- What to do: Look down the entries below and report how many lines hold the string "that"; write nothing else.

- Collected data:

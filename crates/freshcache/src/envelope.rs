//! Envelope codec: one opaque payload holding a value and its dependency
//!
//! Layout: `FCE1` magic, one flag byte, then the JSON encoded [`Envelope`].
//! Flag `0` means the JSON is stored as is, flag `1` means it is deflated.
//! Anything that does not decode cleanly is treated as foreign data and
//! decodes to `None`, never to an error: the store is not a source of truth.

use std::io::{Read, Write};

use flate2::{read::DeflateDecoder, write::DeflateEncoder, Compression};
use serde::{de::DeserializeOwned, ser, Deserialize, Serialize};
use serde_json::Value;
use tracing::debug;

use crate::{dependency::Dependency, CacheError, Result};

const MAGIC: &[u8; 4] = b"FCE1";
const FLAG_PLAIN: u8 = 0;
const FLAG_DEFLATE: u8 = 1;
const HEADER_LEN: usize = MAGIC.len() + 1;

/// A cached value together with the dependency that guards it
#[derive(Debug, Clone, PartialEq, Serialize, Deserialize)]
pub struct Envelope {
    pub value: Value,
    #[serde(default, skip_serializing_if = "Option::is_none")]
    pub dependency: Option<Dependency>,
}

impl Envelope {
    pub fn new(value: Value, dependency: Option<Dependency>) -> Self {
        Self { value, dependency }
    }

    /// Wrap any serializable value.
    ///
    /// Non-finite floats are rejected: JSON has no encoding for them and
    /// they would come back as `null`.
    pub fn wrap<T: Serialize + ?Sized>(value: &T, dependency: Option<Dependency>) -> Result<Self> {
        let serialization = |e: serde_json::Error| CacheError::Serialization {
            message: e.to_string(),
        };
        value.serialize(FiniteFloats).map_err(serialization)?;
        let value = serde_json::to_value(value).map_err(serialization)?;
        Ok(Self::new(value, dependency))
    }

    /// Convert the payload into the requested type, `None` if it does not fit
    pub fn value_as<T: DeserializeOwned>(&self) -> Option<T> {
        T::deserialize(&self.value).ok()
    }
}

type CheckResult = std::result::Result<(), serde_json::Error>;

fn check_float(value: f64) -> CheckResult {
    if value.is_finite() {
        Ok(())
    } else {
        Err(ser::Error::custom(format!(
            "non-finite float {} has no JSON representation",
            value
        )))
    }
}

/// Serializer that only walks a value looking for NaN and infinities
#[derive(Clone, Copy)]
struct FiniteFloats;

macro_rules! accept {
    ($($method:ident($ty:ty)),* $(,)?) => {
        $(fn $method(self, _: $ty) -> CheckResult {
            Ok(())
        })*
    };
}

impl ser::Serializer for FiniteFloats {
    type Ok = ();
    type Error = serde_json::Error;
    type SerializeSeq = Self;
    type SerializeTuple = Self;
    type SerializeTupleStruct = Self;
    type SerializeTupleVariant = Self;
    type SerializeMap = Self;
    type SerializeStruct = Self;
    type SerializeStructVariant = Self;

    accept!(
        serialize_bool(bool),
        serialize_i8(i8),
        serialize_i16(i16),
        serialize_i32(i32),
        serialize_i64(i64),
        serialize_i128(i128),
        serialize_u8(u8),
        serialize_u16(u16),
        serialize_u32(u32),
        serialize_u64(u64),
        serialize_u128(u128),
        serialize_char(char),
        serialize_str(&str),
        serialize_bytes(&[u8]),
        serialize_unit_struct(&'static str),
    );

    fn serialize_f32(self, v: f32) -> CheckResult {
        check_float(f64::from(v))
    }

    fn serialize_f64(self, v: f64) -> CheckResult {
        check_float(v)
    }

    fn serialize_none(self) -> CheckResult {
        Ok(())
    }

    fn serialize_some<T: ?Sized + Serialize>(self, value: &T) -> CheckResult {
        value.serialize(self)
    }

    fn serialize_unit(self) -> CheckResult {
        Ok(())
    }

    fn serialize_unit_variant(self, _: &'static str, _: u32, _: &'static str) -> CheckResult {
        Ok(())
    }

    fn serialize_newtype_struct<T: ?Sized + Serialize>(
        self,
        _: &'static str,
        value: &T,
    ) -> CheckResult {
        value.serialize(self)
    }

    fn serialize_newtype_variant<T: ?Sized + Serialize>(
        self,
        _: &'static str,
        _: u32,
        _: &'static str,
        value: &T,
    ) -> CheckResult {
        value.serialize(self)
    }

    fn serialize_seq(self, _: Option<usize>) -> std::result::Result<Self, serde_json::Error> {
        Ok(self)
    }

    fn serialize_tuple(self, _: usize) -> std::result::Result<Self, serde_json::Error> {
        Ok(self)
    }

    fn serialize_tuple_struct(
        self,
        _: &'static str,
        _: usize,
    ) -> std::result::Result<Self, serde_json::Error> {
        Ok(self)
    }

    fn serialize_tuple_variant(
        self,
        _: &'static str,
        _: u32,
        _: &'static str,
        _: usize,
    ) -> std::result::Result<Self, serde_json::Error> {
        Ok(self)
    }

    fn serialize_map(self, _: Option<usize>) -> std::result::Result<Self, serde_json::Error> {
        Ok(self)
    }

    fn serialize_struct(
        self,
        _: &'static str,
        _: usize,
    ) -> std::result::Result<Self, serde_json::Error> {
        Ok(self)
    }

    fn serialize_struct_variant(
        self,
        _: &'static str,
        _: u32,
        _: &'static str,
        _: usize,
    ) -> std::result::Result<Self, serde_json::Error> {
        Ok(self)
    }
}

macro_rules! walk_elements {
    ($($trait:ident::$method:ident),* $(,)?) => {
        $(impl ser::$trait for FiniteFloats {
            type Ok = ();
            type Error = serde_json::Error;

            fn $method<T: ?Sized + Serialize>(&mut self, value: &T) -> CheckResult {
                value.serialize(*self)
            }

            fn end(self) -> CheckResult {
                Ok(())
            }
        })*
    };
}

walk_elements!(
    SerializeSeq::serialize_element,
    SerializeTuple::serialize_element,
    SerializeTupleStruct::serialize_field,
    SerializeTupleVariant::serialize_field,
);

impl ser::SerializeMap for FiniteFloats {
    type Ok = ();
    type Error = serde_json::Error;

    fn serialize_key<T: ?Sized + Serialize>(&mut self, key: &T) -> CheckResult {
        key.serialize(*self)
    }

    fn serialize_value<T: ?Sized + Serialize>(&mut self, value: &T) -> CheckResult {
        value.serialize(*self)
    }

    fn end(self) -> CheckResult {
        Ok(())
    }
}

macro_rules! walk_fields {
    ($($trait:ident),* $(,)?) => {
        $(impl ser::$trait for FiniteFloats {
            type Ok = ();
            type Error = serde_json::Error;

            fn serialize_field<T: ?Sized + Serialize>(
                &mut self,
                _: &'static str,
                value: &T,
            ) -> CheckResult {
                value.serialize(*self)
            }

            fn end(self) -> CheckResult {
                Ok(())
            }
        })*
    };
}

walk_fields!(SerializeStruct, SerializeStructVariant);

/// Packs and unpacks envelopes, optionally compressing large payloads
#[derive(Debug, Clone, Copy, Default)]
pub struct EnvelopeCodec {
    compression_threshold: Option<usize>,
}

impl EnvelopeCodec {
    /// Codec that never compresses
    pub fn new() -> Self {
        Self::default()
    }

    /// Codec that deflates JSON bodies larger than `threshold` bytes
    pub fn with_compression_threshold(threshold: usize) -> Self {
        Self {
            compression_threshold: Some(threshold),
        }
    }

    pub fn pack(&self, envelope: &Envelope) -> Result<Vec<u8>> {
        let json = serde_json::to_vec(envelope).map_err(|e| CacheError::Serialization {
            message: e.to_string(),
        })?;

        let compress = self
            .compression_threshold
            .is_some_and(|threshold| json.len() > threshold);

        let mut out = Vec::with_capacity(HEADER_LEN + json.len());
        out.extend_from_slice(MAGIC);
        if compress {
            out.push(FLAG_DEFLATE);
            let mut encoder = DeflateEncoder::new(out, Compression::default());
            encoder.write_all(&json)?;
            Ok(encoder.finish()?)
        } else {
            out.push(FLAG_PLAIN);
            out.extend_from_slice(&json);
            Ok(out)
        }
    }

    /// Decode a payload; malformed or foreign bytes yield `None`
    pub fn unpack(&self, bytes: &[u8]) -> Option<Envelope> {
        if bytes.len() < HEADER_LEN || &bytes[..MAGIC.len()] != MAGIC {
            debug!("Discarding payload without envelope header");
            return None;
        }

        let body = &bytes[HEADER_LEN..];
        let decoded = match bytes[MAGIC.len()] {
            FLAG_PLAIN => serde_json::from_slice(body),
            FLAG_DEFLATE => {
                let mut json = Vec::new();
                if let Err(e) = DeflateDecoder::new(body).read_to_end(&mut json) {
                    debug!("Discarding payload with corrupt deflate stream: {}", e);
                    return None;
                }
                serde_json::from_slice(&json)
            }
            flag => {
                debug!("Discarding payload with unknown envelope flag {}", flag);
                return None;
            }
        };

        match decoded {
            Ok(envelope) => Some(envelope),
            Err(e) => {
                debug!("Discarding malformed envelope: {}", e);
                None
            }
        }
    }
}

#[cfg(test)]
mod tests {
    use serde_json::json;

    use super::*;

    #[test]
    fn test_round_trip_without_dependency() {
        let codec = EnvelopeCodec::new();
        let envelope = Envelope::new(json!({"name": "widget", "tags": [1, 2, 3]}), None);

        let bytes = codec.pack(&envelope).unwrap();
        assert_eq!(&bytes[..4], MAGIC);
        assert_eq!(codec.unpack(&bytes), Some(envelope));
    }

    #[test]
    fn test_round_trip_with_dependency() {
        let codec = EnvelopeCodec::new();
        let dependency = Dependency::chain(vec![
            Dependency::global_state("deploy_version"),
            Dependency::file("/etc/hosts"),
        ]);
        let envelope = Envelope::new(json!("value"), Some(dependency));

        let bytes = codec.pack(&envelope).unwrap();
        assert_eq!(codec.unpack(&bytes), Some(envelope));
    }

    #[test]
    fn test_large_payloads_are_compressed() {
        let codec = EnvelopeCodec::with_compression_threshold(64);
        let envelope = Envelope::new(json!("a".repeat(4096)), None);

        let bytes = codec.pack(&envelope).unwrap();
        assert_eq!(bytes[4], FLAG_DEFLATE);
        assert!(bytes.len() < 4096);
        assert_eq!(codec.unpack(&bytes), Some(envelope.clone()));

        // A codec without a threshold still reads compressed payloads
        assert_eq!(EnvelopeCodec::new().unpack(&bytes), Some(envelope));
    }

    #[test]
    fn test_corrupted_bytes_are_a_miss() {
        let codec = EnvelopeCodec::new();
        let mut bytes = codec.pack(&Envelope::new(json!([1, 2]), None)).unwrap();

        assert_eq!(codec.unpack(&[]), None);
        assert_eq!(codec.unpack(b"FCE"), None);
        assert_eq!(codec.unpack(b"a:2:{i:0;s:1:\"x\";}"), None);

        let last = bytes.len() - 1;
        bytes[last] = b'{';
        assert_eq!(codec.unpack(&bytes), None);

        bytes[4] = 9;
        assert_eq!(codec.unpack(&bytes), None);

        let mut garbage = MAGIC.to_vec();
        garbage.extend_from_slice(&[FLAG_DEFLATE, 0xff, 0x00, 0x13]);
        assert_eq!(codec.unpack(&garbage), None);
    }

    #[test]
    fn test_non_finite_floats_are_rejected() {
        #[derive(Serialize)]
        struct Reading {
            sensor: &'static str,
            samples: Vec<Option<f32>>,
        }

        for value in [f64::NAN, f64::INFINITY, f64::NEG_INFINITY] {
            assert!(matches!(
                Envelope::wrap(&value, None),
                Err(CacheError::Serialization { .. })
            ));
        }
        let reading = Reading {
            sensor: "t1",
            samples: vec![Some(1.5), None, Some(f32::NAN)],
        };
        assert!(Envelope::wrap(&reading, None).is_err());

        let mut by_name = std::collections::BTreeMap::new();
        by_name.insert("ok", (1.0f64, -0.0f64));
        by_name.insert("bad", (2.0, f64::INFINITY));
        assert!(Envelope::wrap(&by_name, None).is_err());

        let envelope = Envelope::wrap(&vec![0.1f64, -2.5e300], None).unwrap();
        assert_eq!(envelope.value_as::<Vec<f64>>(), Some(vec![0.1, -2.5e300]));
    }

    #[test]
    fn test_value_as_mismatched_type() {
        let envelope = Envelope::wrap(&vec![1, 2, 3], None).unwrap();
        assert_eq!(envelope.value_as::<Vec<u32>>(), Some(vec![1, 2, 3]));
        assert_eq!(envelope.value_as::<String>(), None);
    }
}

==

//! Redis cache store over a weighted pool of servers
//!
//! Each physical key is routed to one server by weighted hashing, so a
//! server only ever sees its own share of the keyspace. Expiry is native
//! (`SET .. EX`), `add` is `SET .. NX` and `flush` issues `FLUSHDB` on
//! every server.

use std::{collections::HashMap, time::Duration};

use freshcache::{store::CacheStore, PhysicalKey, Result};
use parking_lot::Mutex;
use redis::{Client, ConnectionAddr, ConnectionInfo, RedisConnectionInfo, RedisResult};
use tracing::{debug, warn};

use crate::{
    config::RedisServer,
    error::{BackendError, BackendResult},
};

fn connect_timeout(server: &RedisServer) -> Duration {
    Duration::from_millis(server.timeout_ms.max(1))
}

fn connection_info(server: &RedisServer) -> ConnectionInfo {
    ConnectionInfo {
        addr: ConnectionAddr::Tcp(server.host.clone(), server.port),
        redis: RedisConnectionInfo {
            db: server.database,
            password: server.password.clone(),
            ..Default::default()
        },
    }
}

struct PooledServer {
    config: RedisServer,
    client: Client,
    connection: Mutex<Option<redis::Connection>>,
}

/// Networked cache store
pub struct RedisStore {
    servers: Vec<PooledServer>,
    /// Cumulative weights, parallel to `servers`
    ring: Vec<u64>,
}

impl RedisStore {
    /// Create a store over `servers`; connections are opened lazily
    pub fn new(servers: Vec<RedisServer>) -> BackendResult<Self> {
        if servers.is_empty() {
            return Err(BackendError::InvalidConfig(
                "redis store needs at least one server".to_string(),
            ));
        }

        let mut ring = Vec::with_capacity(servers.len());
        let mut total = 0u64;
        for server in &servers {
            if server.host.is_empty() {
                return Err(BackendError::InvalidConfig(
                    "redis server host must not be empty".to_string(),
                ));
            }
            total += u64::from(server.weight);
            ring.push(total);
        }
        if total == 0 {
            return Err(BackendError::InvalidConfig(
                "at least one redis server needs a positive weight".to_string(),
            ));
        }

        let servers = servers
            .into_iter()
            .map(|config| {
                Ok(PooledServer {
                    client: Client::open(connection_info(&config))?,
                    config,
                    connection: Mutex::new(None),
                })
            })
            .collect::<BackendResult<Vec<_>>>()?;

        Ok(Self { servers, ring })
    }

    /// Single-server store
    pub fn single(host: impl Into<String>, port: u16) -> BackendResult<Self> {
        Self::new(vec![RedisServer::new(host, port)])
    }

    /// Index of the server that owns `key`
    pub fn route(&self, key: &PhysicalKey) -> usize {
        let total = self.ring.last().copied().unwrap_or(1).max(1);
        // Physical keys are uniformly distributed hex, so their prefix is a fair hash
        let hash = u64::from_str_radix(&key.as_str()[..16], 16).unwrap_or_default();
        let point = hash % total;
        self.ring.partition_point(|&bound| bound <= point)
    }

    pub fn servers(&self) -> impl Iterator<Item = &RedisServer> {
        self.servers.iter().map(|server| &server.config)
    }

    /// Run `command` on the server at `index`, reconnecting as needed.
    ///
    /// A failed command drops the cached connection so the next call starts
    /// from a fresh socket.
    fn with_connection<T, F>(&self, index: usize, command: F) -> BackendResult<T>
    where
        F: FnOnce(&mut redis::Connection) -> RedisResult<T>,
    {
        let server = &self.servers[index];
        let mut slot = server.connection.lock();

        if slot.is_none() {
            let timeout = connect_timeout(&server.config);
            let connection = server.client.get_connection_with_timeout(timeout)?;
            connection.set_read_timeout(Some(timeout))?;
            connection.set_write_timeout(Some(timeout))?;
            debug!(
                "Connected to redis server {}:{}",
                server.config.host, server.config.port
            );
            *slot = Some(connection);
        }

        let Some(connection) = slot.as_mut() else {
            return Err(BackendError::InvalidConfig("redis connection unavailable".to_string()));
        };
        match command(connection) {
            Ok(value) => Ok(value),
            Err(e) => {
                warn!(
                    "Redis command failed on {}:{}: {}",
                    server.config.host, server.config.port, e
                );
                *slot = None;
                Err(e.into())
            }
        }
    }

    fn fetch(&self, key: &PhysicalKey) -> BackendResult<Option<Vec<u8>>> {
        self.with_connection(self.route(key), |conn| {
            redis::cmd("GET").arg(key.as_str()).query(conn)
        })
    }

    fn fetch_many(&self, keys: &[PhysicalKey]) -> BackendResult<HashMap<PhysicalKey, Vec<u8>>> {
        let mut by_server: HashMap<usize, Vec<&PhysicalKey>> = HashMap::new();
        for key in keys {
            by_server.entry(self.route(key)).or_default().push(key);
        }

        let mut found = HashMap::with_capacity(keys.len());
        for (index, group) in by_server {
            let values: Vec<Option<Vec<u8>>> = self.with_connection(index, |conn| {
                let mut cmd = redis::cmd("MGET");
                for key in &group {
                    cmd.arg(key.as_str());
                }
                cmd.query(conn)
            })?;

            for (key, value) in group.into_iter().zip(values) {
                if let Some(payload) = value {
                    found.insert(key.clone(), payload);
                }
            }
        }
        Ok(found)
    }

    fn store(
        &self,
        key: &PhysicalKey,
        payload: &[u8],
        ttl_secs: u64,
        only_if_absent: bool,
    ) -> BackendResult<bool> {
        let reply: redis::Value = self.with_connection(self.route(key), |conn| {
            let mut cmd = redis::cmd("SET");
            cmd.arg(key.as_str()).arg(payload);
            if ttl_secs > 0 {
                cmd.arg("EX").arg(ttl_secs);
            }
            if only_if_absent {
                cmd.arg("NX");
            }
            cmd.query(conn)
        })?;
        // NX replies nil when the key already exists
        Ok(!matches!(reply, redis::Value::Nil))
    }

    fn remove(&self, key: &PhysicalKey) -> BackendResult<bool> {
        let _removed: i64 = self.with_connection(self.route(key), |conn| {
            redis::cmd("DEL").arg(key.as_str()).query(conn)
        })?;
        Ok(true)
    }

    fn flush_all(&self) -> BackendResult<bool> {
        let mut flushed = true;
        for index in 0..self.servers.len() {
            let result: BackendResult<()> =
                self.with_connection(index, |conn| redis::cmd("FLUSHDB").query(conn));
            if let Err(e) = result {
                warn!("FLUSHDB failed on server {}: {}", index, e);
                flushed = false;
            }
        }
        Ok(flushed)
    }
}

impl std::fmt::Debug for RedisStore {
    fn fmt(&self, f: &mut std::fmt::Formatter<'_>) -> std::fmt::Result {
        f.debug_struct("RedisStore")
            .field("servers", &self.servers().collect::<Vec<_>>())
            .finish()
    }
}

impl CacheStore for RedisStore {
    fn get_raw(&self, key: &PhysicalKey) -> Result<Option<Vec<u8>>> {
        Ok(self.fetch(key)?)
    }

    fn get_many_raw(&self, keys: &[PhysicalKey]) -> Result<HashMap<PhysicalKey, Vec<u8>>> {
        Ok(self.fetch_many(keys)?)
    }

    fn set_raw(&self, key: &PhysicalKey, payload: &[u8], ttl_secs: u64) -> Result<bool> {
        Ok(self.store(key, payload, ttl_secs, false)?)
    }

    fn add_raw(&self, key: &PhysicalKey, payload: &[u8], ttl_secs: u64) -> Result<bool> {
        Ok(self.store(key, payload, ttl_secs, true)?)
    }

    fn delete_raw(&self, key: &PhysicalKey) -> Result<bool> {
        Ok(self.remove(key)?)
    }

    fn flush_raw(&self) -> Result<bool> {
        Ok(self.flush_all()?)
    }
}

- Task answer: 6